If you've ever developed a SPA with React, you sure have seen the usage of ReactDOM.render(...), a function call of the imported ReactDOM-module. This is your app's very entry point when being loaded on the client, which renders a React-component to the container-view, defined in your HTML. This single React-component then mounts every subsequent view into your DOM, enabling you to use the application written.
But did you know that ReactDOM has another function called hydrate, which does about the same thing but totally different?
Hydrate vs Render
You can build your React-app basically in two variants:
- Your app is architectured as a SPA, where everything gets loaded & executed on client-side
- Your app gets pre-build to a certain extent and made available via SSR (server side rendering), that is as static files that get loaded
As mentioned above, when building a SPA, all you (basically) need to use is ReactDOM at the entry point of your app and then subsequently load all components.

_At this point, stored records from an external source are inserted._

//! Credential rotation
//!
//! Changes the unlock credential of the open wallet in a single pass:
//!
//! 1. Check the old credential against the wallet; nothing else happens on mismatch
//! 2. Unwrap the backup key with the old credential key
//! 3. Wrap the backup key with the new credential key
//! 4. Decrypt the new wrap and compare it with the backup key
//! 5. Wrap the padded new credential with the backup key, decrypt, unpad and compare
//! 6. Commit: decrypt the wallet, write the summary, rewrite every bound
//!    store under the new credential, encrypt the wallet
//! 7. Publish the outcome
//!
//! Any failure before step 6 leaves every file under the old credential. A
//! failure during step 6 restores the old summary, re-seals the stores already
//! rewritten under the old credential and encrypts the wallet with it again.
//! Rotations are queued and run one at a time on a dedicated worker.

use serde::{Deserialize, Serialize};
use std::sync::Arc;
use strongroom_storage::{pad_credential_bytes, unpad_credential_bytes, KeyCipher, WalletSummary};
use tokio::sync::{broadcast, mpsc};
use tokio::task::JoinHandle;
use tracing::{debug, error, info, warn};
use zeroize::Zeroizing;

use crate::config::PaymentsConfig;
use crate::context::WalletContext;
use crate::error::{PaymentsError, Result};

/// A store whose file is sealed under the unlock credential
pub trait CredentialBoundStore: Send + Sync {
    /// Name used in logs
    fn name(&self) -> &str;

    /// Re-seal the store's file under `credential`
    fn rewrite(&self, credential: &str) -> Result<()>;
}

/// Why a rotation ended the way it did
#[derive(Debug, Clone, Copy, PartialEq, Eq, Hash, Serialize, Deserialize)]
pub enum RotationReason {
    /// Credential changed
    Success,
    /// The old credential did not unlock the wallet
    WrongOldPassword,
    /// A cryptographic round trip did not reproduce its input
    ReversibilityFailure,
    /// Existing key material could not be read
    LoadFailure,
    /// New key material could not be produced or written
    SaveFailure,
    /// The rotation was invoked out of contract
    PreconditionViolation,
    /// The wallet refused to decrypt or encrypt
    Ledger,
    /// The rotation task itself failed
    Error,
}

/// Published once per rotation request
#[derive(Debug, Clone, PartialEq, Eq, Serialize, Deserialize)]
pub struct RotationOutcome {
    /// Whether the new credential is now in force
    pub success: bool,
    /// Reason code
    pub reason: RotationReason,
    /// Failure detail
    pub detail: Option<String>,
}

impl RotationOutcome {
    /// Outcome of a finished rotation
    pub fn from_result(result: &Result<()>) -> Self {
        match result {
            Ok(()) => Self {
                success: true,
                reason: RotationReason::Success,
                detail: None,
            },
            Err(PaymentsError::CredentialMismatch) => Self {
                success: false,
                reason: RotationReason::WrongOldPassword,
                detail: None,
            },
            Err(e) => {
                let reason = match e {
                    PaymentsError::ReversibilityFailure(_) => RotationReason::ReversibilityFailure,
                    PaymentsError::LoadFailure(_) => RotationReason::LoadFailure,
                    PaymentsError::SaveFailure(_) => RotationReason::SaveFailure,
                    PaymentsError::PreconditionViolation(_) => {
                        RotationReason::PreconditionViolation
                    }
                    PaymentsError::Ledger(_) => RotationReason::Ledger,
                    PaymentsError::CredentialMismatch => RotationReason::WrongOldPassword,
                };
                Self::failure(reason, e.to_string())
            }
        }
    }

    fn failure(reason: RotationReason, detail: String) -> Self {
        Self {
            success: false,
            reason,
            detail: Some(detail),
        }
    }
}

/// Performs rotations for one wallet
pub struct RotationEngine {
    context: Arc<WalletContext>,
    cipher: Arc<dyn KeyCipher>,
    stores: Vec<Arc<dyn CredentialBoundStore>>,
}

impl RotationEngine {
    /// Engine without any bound stores
    pub fn new(context: Arc<WalletContext>, cipher: Arc<dyn KeyCipher>) -> Self {
        Self {
            context,
            cipher,
            stores: Vec::new(),
        }
    }

    /// Rewrite `store` on commit; stores are rewritten in insertion order
    pub fn with_store(mut self, store: Arc<dyn CredentialBoundStore>) -> Self {
        self.stores.push(store);
        self
    }

    /// Change the credential from `old` to `new`. Blocking.
    pub fn rotate(&self, old: &str, new: &str) -> Result<()> {
        let wallet = self.context.wallet();
        let wallet_id = self.context.wallet_id();

        if !wallet.check_password(old) {
            warn!("Old credential does not match wallet {}", wallet_id);
            return Err(PaymentsError::CredentialMismatch);
        }
        info!("Changing credential of wallet {}", wallet_id);

        let cipher = self.cipher.as_ref();
        let summary = self.context.summary();

        let old_key = cipher.derive_key(old).map_err(PaymentsError::LoadFailure)?;
        let backup_key = summary
            .backup_key(cipher, &old_key)
            .map_err(PaymentsError::LoadFailure)?;

        let new_key = cipher.derive_key(new).map_err(PaymentsError::SaveFailure)?;
        let encrypted_backup_key = cipher
            .encrypt(&new_key, backup_key.as_bytes())
            .map_err(PaymentsError::SaveFailure)?;

        let reborn_backup_key = Zeroizing::new(
            cipher
                .decrypt(&new_key, &encrypted_backup_key)
                .map_err(|e| reversibility("backup key", e))?,
        );
        if reborn_backup_key.as_slice() != backup_key.as_bytes() {
            return Err(PaymentsError::ReversibilityFailure(
                "backup key differs after re-encryption".to_string(),
            ));
        }

        let padded = pad_credential_bytes(new.as_bytes());
        let encrypted_password = cipher
            .encrypt(&backup_key, &padded)
            .map_err(PaymentsError::SaveFailure)?;
        let reborn_padded = Zeroizing::new(
            cipher
                .decrypt(&backup_key, &encrypted_password)
                .map_err(|e| reversibility("credential", e))?,
        );
        let reborn_credential =
            unpad_credential_bytes(&reborn_padded).map_err(|e| reversibility("credential", e))?;
        if reborn_credential.as_slice() != new.as_bytes() {
            return Err(PaymentsError::ReversibilityFailure(
                "credential differs after re-encryption".to_string(),
            ));
        }
        debug!("Reversibility checks passed for wallet {}", wallet_id);

        wallet.decrypt(old)?;

        let mut updated = summary.clone();
        updated.encrypted_backup_key = encrypted_backup_key;
        updated.encrypted_password = encrypted_password;

        let mut rewritten = 0;
        if let Err(e) = self.commit(&updated, new, &mut rewritten) {
            error!(
                "Commit of new credential for wallet {} failed, rolling back: {}",
                wallet_id, e
            );
            self.roll_back(&summary, old, rewritten);
            return Err(e);
        }

        self.context.set_summary(updated);
        self.context.set_credential(new);
        info!("Credential of wallet {} changed", wallet_id);
        Ok(())
    }

    /// Step 6 once the wallet is decrypted; `rewritten` counts the stores
    /// already sealed under `new`
    fn commit(&self, updated: &WalletSummary, new: &str, rewritten: &mut usize) -> Result<()> {
        let wallet = self.context.wallet();
        updated
            .write(&self.context.summary_path())
            .map_err(PaymentsError::SaveFailure)?;

        for store in &self.stores {
            store.rewrite(new)?;
            *rewritten += 1;
            debug!("Rewrote {} under the new credential", store.name());
        }

        wallet.encrypt(new)?;
        Ok(())
    }

    /// Put every file back under `old` and lock the wallet with it
    fn roll_back(&self, original: &WalletSummary, old: &str, rewritten: usize) {
        if let Err(e) = original.write(&self.context.summary_path()) {
            error!("Could not restore wallet summary: {}", e);
        }
        for store in self.stores.iter().take(rewritten) {
            match store.rewrite(old) {
                Ok(()) => debug!("Restored {} under the old credential", store.name()),
                Err(e) => error!("Could not restore {}: {}", store.name(), e),
            }
        }
        if let Err(e) = self.context.wallet().encrypt(old) {
            error!("Could not re-encrypt wallet with the old credential: {}", e);
        }
    }
}

fn reversibility(what: &str, e: strongroom_storage::Error) -> PaymentsError {
    PaymentsError::ReversibilityFailure(format!("{} could not be decrypted: {}", what, e))
}

struct RotationRequest {
    old: Zeroizing<String>,
    new: Zeroizing<String>,
}

/// Queue in front of a single rotation worker
pub struct CredentialRotation {
    requests: mpsc::Sender<RotationRequest>,
    outcomes: broadcast::Sender<RotationOutcome>,
    worker: JoinHandle<()>,
}

impl CredentialRotation {
    /// Start the worker. Must be called inside a tokio runtime.
    pub fn spawn(engine: RotationEngine, queue_capacity: usize, outcome_capacity: usize) -> Self {
        let (requests, mut rx) = mpsc::channel::<RotationRequest>(queue_capacity.max(1));
        let (outcomes, _) = broadcast::channel(outcome_capacity.max(1));
        let engine = Arc::new(engine);
        let publisher = outcomes.clone();

        let worker = tokio::spawn(async move {
            while let Some(request) = rx.recv().await {
                let engine = Arc::clone(&engine);
                let joined =
                    tokio::task::spawn_blocking(move || engine.rotate(&request.old, &request.new))
                        .await;

                let outcome = match joined {
                    Ok(result) => {
                        if let Err(e) = &result {
                            error!("Credential rotation failed: {}", e);
                        }
                        RotationOutcome::from_result(&result)
                    }
                    Err(e) => {
                        error!("Credential rotation task aborted: {}", e);
                        RotationOutcome::failure(RotationReason::Error, e.to_string())
                    }
                };
                // no subscribers is not an error
                let _ = publisher.send(outcome);
            }
            debug!("Credential rotation worker stopped");
        });

        Self {
            requests,
            outcomes,
            worker,
        }
    }

    /// Start the worker with the channel capacities of `config`
    pub fn with_config(engine: RotationEngine, config: &PaymentsConfig) -> Self {
        Self::spawn(
            engine,
            config.rotation_queue_capacity,
            config.outcome_channel_capacity,
        )
    }

    /// Receive every outcome published after this call
    pub fn subscribe(&self) -> broadcast::Receiver<RotationOutcome> {
        self.outcomes.subscribe()
    }

    /// Queue a rotation
    pub async fn request(&self, old: &str, new: &str) -> Result<()> {
        let request = RotationRequest {
            old: Zeroizing::new(old.to_string()),
            new: Zeroizing::new(new.to_string()),
        };
        self.requests.send(request).await.map_err(|_| {
            PaymentsError::PreconditionViolation("Rotation worker has stopped".to_string())
        })
    }

    /// Stop accepting requests and wait for queued rotations to finish
    pub async fn shutdown(self) {
        drop(self.requests);
        if let Err(e) = self.worker.await {
            error!("Credential rotation worker panicked: {}", e);
        }
    }
}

But if you use a static-site-generator such as Next.js or Gatsby, your web application is being built before deployment. Specifically, your site’s pages get generated as far as possible with markup based on the React-components defined in code.
If you’d attempt to render those pre-created components with ReactDOM, an error would arise. Because the actual module to render is ReactDOMServer in this case. Contrary to ReactDOM, ReactDOMServer doesn’t work on the client, but rather in a node environment, which is either a server or serverless function.
After ReactDOMServer rendered your page, all there is left is to put functionality back to it. And this very task is done by ReactDOM.hydrate on the client-side. The hydrate-call expects the container-element in your HTML to be already rendered by ReactDOMServer and only takes care of attaching event-listeners to it.
And that’s about it for a brief introduction to the difference between ReactDOM’s render- and hydrate-calls. Thanks for reading!